Anne Onrust-van Schoonhoven, Marjolein J.W. de Bruijn, Bernard Stikker, Rutger W.W. Brouwer, Gert-Jan Braunstahl, Wilfred F.J. van IJcken, Thomas Graf, Danny Huylebroeck, Rudi W. Hendriks, Grégoire Stik, Ralph Stadhouders

3D chromatin reprogramming primes human memory T H 2 cells for rapid recall and pathogenic dysfunction

  • General Medicine
  • Immunology

Memory T cells provide long-lasting defense responses through their ability to rapidly reactivate, but how they efficiently “recall” an inflammatory transcriptional program remains unclear. Here, we show that human CD4 + memory T helper 2 (T H 2) cells carry a chromatin landscape synergistically reprogrammed at both one-dimensional (1D) and 3D levels to accommodate recall responses, which is absent in naive T cells. In memory T H 2 cells, recall genes were epigenetically primed through the maintenance of transcription-permissive chromatin at distal (super)enhancers organized in long-range 3D chromatin hubs. Precise transcriptional control of key recall genes occurred inside dedicated topologically associating domains (“memory TADs”), in which activation-associated promoter-enhancer interactions were preformed and exploited by AP-1 transcription factors to promote rapid transcriptional induction.
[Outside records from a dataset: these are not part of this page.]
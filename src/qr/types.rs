//! QR Code Rendering Types
//!
//! Settings and output formats handed to the renderer.

use serde::{Deserialize, Serialize};

use super::ErrorCorrectionLevel;

/// Output produced by a renderer
#[derive(Debug, Clone, Copy, PartialEq, Eq, Serialize, Deserialize)]
pub enum OutputFormat {
    /// `data:image/png;base64,...` URL
    DataUrl,
    /// Text rendering, two characters per module
    Ascii,
    /// SVG document
    Svg,
}

impl OutputFormat {
    /// Get MIME-like string for the output format
    pub fn as_str(&self) -> &'static str {
        match self {
            OutputFormat::DataUrl => "image/png",
            OutputFormat::Ascii => "text/plain",
            OutputFormat::Svg => "image/svg+xml",
        }
    }
}

/// QR code generation settings
#[derive(Debug, Clone, PartialEq, Eq, Serialize, Deserialize)]
#[serde(default)]
pub struct QrCodeSettings {
    /// Error correction level
    pub correction_level: ErrorCorrectionLevel,
    /// Rendered width in pixels
    pub width: u32,
    /// Pixels per QR module
    pub cell_size: u32,
    /// Quiet zone in pixels
    pub margin: u32,
}

impl QrCodeSettings {
    pub const DEFAULT_WIDTH: u32 = 250;
    pub const DEFAULT_CELL_SIZE: u32 = 1;
    pub const DEFAULT_MARGIN: u32 = 2;

    pub fn with_correction_level(mut self, level: ErrorCorrectionLevel) -> Self {
        self.correction_level = level;
        self
    }
}

impl Default for QrCodeSettings {
    fn default() -> Self {
        Self {
            correction_level: ErrorCorrectionLevel::M,
            width: Self::DEFAULT_WIDTH,
            cell_size: Self::DEFAULT_CELL_SIZE,
            margin: Self::DEFAULT_MARGIN,
        }
    }
}

#[cfg(test)]
mod tests {
    use super::*;

    #[test]
    fn test_settings_defaults() {
        let settings = QrCodeSettings::default();

        assert_eq!(settings.correction_level, ErrorCorrectionLevel::M);
        assert_eq!(settings.width, 250);
        assert_eq!(settings.cell_size, 1);
        assert_eq!(settings.margin, 2);
    }

    #[test]
    fn test_settings_partial_deserialization() {
        let settings: QrCodeSettings = serde_json::from_str(r#"{"correction_level":"H"}"#).unwrap();

        assert_eq!(settings.correction_level, ErrorCorrectionLevel::H);
        assert_eq!(settings.width, 250);
    }

    #[test]
    fn test_output_format() {
        assert_eq!(OutputFormat::Svg.as_str(), "image/svg+xml");
        assert_eq!(OutputFormat::DataUrl.as_str(), "image/png");
    }
}
//! Transaction request and cosignature request schemas
//!
//! Both carry `data = {payload}` where `payload` is the hex serialization of
//! an unsigned transaction. Rebuilding the transaction is delegated to an
//! injected [`TransactionFactory`].

use serde_json::{json, Value};
use std::sync::Arc;

use super::QrCodeDataSchema;
use crate::artifact::{CosignatureQr, TransactionQr};
use crate::envelope::Envelope;
use crate::error::{QrError, QrResult};
use crate::log_warn;
use crate::sdk::{Transaction, TransactionFactory};
use crate::types::QrCodeType;
use crate::utils::require_json_string;

pub struct RequestTransactionDataSchema;

pub struct RequestCosignatureDataSchema;

impl QrCodeDataSchema for RequestTransactionDataSchema {
    type Artifact = TransactionQr;

    fn get_data(qr: &TransactionQr) -> QrResult<Value> {
        Ok(payload_data(qr.transaction().as_ref()))
    }
}

impl QrCodeDataSchema for RequestCosignatureDataSchema {
    type Artifact = CosignatureQr;

    fn get_data(qr: &CosignatureQr) -> QrResult<Value> {
        Ok(payload_data(qr.transaction().as_ref()))
    }
}

impl RequestTransactionDataSchema {
    pub fn parse(json: &str, factory: &dyn TransactionFactory) -> QrResult<TransactionQr> {
        Self::from_envelope(Envelope::parse(json, QrCodeType::RequestTransaction)?, factory)
    }

    pub(crate) fn from_envelope(envelope: Envelope, factory: &dyn TransactionFactory) -> QrResult<TransactionQr> {
        let transaction = rebuild_transaction(&envelope.data, factory)?;
        Ok(TransactionQr::new(transaction, envelope.network_id, envelope.chain_id))
    }
}

impl RequestCosignatureDataSchema {
    pub fn parse(json: &str, factory: &dyn TransactionFactory) -> QrResult<CosignatureQr> {
        Self::from_envelope(Envelope::parse(json, QrCodeType::RequestCosignature)?, factory)
    }

    pub(crate) fn from_envelope(envelope: Envelope, factory: &dyn TransactionFactory) -> QrResult<CosignatureQr> {
        let transaction = rebuild_transaction(&envelope.data, factory)?;
        Ok(CosignatureQr::new(transaction, envelope.network_id, envelope.chain_id))
    }
}

fn payload_data(transaction: &dyn Transaction) -> Value {
    json!({ "payload": transaction.serialize() })
}

fn rebuild_transaction(data: &Value, factory: &dyn TransactionFactory) -> QrResult<Arc<dyn Transaction>> {
    let payload = require_json_string(data, "payload")?;
    factory.create_from_payload(&payload).map_err(|e| {
        log_warn!("schema::transaction", "Transaction factory rejected payload", payload = payload);
        QrError::collaborator("transaction factory", e)
    })
}

#[cfg(test)]
mod tests {
    use super::*;
    use crate::artifact::QrCodeBase;
    use crate::error::ErrorKind;
    use crate::sdk::{RawTransaction, SdkResult};
    use crate::types::NetworkType;

    const PAYLOAD: &str = "B000000000000000000000000000000000000000000000000000000000000000";

    fn transaction() -> Arc<dyn Transaction> {
        RawTransaction::create_from_payload(PAYLOAD).unwrap()
    }

    #[test]
    fn test_get_data() {
        let qr = TransactionQr::new(transaction(), NetworkType::MIJIN_TEST, "no-chain-id");
        assert_eq!(
            RequestTransactionDataSchema::get_data(&qr).unwrap(),
            json!({"payload": PAYLOAD})
        );
    }

    #[test]
    fn test_parse_transaction_roundtrip() {
        let qr = TransactionQr::new(transaction(), NetworkType::MIJIN_TEST, "no-chain-id");
        let parsed = RequestTransactionDataSchema::parse(&qr.to_json().unwrap(), &RawTransaction::create_from_payload).unwrap();

        assert_eq!(parsed.transaction().serialize(), PAYLOAD);
        assert_eq!(parsed.generation_hash(), "no-chain-id");
    }

    #[test]
    fn test_parse_cosignature_roundtrip() {
        let qr = CosignatureQr::new(transaction(), NetworkType::MIJIN_TEST, "no-chain-id");
        let json = qr.to_json().unwrap();

        assert!(json.contains("\"type\":4"));
        let parsed = RequestCosignatureDataSchema::parse(&json, &RawTransaction::create_from_payload).unwrap();
        assert_eq!(parsed.transaction().serialize(), PAYLOAD);
    }

    #[test]
    fn test_transaction_envelope_is_not_a_cosignature() {
        let qr = TransactionQr::new(transaction(), NetworkType::MIJIN_TEST, "no-chain-id");
        let err = RequestCosignatureDataSchema::parse(&qr.to_json().unwrap(), &RawTransaction::create_from_payload).unwrap_err();

        assert!(matches!(err, QrError::InvalidType("CosignatureQR")));
    }

    #[test]
    fn test_factory_failure_is_collaborator_error() {
        let failing = |_: &str| -> SdkResult<Arc<dyn Transaction>> { Err("unknown entity type".into()) };
        let qr = TransactionQr::new(transaction(), NetworkType::MIJIN_TEST, "no-chain-id");
        let err = RequestTransactionDataSchema::parse(&qr.to_json().unwrap(), &failing).unwrap_err();

        assert_eq!(err.kind(), ErrorKind::Collaborator);
        assert!(err.to_string().contains("unknown entity type"));
    }
}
Resting memory T H 2 cells from patients with asthma showed premature activation of primed recall circuits, linking aberrant transcriptional control of recall responses to chronic inflammation. Together, our results implicate stable multiscale reprogramming of chromatin organization as a key mechanism underlying immunological memory and dysfunction in T cells.